PROBLEM TO WORK ON: Repeat nothing but the lines below running from the one containing "fn new(id: LayerId, name: impl" to the one containing "unique layer IDs". Keep both end lines.

[Stored data]
-.-.-

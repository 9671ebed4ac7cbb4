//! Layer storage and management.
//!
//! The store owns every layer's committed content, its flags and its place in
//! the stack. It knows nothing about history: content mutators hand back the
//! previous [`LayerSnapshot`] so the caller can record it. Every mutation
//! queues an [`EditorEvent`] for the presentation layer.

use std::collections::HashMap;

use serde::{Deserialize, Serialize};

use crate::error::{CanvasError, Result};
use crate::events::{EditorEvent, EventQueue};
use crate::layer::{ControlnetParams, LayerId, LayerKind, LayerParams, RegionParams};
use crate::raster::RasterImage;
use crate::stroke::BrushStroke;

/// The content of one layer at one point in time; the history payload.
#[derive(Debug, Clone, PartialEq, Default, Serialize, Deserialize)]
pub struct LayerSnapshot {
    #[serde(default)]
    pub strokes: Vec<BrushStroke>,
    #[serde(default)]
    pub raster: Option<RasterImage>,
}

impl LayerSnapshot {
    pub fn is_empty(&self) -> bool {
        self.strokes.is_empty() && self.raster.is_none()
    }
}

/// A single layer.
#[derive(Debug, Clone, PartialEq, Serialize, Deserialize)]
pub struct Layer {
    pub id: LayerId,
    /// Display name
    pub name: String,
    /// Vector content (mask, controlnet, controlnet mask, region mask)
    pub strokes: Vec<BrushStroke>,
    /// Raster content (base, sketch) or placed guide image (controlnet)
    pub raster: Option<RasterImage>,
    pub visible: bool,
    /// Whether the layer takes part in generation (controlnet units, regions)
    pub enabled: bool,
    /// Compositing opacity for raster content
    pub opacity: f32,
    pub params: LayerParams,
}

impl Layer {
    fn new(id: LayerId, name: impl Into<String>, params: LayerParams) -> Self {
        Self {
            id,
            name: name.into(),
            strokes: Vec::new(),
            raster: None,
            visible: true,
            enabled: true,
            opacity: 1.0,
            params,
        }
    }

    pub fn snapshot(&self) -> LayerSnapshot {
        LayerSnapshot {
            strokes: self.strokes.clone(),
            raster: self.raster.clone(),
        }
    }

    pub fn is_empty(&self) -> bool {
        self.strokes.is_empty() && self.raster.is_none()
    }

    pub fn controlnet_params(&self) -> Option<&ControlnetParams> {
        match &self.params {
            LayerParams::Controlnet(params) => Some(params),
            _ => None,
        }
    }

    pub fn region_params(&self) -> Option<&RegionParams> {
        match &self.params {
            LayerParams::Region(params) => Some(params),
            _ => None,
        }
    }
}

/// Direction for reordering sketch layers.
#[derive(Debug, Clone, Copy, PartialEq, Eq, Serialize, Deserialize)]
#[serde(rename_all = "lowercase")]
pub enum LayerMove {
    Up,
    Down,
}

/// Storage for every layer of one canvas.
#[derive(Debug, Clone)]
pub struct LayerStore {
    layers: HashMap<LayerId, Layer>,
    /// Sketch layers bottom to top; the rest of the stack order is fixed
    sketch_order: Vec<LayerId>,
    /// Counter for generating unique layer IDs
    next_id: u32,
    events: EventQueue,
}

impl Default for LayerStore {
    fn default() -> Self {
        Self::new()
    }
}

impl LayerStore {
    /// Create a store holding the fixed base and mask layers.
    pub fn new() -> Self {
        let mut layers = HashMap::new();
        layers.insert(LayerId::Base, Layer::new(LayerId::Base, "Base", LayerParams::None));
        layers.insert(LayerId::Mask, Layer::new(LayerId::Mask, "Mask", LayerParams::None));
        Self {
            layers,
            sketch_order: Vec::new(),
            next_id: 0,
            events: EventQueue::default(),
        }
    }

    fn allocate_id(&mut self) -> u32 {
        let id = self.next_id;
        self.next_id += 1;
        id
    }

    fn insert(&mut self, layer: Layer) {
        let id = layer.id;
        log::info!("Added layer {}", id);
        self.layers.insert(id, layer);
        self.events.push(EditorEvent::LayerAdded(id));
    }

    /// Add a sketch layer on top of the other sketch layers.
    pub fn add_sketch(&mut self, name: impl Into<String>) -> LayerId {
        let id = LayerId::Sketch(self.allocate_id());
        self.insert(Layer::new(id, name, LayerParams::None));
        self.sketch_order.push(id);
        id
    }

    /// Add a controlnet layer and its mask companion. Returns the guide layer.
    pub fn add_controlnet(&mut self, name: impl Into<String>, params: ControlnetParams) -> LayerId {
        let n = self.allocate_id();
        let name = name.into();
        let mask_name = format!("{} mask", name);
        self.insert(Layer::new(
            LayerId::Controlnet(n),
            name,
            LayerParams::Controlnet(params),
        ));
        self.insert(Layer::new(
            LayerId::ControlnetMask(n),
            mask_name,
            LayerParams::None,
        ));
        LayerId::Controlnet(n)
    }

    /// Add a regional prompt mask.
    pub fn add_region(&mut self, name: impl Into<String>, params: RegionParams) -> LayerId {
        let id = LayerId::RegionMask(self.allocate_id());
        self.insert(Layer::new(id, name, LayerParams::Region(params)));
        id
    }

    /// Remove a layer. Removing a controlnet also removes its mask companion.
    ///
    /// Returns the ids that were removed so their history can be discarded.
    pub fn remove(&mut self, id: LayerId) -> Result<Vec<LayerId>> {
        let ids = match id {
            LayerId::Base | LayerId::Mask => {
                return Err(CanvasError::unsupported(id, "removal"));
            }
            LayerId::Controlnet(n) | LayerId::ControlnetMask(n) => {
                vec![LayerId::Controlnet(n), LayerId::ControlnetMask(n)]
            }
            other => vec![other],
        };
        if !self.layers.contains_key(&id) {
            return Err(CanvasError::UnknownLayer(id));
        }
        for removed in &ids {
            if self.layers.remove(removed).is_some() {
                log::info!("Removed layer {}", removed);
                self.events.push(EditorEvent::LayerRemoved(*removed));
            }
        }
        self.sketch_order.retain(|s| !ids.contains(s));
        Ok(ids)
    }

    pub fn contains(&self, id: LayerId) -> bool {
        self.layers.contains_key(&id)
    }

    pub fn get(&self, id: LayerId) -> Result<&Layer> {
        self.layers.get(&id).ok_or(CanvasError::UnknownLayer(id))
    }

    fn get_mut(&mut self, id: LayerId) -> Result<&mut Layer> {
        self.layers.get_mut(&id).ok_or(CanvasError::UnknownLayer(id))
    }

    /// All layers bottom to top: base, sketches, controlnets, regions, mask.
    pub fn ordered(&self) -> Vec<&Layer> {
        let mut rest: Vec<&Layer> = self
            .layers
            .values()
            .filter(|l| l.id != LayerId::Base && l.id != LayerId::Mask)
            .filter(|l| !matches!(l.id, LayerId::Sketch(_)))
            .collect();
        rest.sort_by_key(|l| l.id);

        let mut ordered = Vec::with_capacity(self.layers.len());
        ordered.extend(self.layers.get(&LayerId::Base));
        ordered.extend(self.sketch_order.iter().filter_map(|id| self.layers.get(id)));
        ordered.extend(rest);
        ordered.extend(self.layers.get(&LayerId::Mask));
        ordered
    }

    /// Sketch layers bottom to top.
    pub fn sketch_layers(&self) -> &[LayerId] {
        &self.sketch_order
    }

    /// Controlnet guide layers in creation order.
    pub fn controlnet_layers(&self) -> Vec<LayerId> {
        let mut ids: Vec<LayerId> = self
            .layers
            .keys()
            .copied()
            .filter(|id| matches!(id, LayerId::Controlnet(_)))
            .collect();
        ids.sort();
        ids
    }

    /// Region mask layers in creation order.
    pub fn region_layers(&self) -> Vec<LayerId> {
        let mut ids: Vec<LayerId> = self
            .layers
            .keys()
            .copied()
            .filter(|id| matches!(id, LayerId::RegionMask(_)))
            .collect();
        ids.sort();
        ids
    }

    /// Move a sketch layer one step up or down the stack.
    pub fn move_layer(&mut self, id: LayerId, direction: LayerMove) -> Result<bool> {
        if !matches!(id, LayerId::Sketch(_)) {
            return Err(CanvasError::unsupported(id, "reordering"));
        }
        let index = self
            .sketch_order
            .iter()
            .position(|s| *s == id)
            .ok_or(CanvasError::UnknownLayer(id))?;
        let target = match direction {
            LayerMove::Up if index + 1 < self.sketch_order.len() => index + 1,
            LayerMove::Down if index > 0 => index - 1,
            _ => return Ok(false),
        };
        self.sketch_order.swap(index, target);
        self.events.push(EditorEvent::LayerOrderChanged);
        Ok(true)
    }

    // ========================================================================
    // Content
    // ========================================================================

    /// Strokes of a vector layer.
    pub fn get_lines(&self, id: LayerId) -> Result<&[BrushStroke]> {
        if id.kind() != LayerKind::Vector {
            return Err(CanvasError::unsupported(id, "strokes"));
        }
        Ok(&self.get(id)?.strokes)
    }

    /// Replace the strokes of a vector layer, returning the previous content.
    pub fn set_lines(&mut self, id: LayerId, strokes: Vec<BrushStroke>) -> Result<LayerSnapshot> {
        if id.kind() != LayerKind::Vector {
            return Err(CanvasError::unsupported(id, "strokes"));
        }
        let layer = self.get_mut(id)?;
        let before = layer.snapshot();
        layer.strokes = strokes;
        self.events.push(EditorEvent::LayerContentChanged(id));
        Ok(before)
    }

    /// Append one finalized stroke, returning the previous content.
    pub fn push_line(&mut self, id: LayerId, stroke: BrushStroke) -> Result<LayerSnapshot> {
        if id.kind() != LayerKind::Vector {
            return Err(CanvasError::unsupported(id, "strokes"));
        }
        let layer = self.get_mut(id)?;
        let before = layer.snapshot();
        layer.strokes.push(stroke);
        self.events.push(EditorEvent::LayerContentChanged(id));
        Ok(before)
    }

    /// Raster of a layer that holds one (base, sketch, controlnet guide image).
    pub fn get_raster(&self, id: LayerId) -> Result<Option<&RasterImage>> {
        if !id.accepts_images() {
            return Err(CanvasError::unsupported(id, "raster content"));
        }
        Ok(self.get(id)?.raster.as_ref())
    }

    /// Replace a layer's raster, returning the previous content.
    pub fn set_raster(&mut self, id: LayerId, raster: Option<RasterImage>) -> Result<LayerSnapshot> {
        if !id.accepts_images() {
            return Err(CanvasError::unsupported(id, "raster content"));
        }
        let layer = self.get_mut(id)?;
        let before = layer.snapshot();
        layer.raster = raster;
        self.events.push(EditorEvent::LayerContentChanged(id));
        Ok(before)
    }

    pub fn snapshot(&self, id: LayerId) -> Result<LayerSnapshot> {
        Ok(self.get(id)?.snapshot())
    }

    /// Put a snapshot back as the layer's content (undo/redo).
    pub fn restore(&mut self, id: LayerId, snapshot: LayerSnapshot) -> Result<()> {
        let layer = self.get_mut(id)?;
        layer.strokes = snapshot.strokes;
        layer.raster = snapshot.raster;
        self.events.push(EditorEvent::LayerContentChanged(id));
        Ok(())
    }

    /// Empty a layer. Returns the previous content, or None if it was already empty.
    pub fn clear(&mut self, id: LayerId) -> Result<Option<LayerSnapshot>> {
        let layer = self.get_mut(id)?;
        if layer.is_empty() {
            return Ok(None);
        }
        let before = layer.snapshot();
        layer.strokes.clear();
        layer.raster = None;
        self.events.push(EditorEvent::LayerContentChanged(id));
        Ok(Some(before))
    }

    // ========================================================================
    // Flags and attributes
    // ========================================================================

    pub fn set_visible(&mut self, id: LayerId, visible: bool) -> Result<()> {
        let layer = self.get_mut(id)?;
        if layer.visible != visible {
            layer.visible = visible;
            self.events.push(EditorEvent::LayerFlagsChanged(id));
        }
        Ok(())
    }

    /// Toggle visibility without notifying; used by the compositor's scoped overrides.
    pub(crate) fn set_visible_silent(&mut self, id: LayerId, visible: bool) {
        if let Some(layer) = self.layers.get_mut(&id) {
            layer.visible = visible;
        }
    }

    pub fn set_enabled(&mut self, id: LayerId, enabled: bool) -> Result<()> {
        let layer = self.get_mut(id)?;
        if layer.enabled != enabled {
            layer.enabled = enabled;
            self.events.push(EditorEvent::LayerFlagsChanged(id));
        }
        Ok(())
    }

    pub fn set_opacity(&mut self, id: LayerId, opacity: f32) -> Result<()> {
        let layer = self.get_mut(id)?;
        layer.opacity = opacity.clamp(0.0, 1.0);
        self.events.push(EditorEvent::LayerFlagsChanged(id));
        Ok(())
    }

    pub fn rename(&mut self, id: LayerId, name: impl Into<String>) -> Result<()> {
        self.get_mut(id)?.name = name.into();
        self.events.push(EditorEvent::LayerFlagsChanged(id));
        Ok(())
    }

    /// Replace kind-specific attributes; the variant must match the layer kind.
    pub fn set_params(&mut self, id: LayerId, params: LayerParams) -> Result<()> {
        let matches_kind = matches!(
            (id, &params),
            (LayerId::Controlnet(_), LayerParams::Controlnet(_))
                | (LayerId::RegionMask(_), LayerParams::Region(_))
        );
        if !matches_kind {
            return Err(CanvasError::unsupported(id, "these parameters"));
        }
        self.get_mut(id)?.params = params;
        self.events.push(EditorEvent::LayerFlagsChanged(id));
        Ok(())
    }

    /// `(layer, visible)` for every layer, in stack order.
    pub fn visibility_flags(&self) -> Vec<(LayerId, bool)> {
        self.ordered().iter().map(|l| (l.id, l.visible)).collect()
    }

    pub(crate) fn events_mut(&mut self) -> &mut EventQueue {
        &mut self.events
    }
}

-.-.-

ANSWER SPACE:
    fn new(id: LayerId, name: impl Into<String>, params: LayerParams) -> Self {
        Self {
            id,
            name: name.into(),
            strokes: Vec::new(),
            raster: None,
            visible: true,
            enabled: true,
            opacity: 1.0,
            params,
        }
    }

    pub fn snapshot(&self) -> LayerSnapshot {
        LayerSnapshot {
            strokes: self.strokes.clone(),
            raster: self.raster.clone(),
        }
    }

    pub fn is_empty(&self) -> bool {
        self.strokes.is_empty() && self.raster.is_none()
    }

    pub fn controlnet_params(&self) -> Option<&ControlnetParams> {
        match &self.params {
            LayerParams::Controlnet(params) => Some(params),
            _ => None,
        }
    }

    pub fn region_params(&self) -> Option<&RegionParams> {
        match &self.params {
            LayerParams::Region(params) => Some(params),
            _ => None,
        }
    }
}

/// Direction for reordering sketch layers.
#[derive(Debug, Clone, Copy, PartialEq, Eq, Serialize, Deserialize)]
#[serde(rename_all = "lowercase")]
pub enum LayerMove {
    Up,
    Down,
}

/// Storage for every layer of one canvas.
#[derive(Debug, Clone)]
pub struct LayerStore {
    layers: HashMap<LayerId, Layer>,
    /// Sketch layers bottom to top; the rest of the stack order is fixed
    sketch_order: Vec<LayerId>,
    /// Counter for generating unique layer IDs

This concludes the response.